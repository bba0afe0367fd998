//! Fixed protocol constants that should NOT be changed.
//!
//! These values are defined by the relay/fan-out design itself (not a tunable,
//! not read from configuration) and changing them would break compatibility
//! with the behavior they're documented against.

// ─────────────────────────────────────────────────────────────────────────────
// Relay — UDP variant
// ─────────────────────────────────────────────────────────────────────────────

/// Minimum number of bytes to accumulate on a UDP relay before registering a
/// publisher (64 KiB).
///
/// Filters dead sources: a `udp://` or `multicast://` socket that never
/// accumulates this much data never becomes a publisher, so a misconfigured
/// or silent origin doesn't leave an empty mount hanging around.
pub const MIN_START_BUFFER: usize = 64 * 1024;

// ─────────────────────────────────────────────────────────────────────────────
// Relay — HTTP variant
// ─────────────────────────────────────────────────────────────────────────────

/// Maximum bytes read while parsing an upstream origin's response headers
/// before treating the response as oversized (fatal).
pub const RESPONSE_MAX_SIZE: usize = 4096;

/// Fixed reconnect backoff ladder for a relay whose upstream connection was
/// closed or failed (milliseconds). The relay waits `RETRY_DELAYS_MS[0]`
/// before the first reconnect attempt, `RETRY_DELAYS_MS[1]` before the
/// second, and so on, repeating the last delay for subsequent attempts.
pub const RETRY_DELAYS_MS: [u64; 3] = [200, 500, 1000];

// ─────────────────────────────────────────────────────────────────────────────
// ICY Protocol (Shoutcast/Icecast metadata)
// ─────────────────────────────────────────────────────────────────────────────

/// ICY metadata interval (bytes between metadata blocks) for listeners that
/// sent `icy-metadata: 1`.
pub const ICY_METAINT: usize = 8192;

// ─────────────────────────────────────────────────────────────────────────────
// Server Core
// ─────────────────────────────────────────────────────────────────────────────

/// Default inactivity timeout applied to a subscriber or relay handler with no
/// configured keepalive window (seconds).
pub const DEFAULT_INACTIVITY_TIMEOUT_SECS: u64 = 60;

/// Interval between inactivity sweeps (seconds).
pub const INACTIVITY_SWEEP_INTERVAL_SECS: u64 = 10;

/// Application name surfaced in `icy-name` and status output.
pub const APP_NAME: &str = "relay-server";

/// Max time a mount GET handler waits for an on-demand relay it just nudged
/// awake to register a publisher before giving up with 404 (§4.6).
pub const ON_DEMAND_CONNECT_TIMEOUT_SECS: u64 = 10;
- - - - - - -
*What you are asked to do*: Reproduce exactly, and with no other material, the lines between those holding "before the first" and "with 404 (§4.6).", inclusive.

*Output*:
/// before the first reconnect attempt, `RETRY_DELAYS_MS[1]` before the
/// second, and so on, repeating the last delay for subsequent attempts.
pub const RETRY_DELAYS_MS: [u64; 3] = [200, 500, 1000];

// ─────────────────────────────────────────────────────────────────────────────
// ICY Protocol (Shoutcast/Icecast metadata)
// ─────────────────────────────────────────────────────────────────────────────

/// ICY metadata interval (bytes between metadata blocks) for listeners that
/// sent `icy-metadata: 1`.
pub const ICY_METAINT: usize = 8192;

// ─────────────────────────────────────────────────────────────────────────────
// Server Core
// ─────────────────────────────────────────────────────────────────────────────

/// Default inactivity timeout applied to a subscriber or relay handler with no
/// configured keepalive window (seconds).
pub const DEFAULT_INACTIVITY_TIMEOUT_SECS: u64 = 60;

/// Interval between inactivity sweeps (seconds).
pub const INACTIVITY_SWEEP_INTERVAL_SECS: u64 = 10;

/// Application name surfaced in `icy-name` and status output.
pub const APP_NAME: &str = "relay-server";

/// Max time a mount GET handler waits for an on-demand relay it just nudged
/// awake to register a publisher before giving up with 404 (§4.6).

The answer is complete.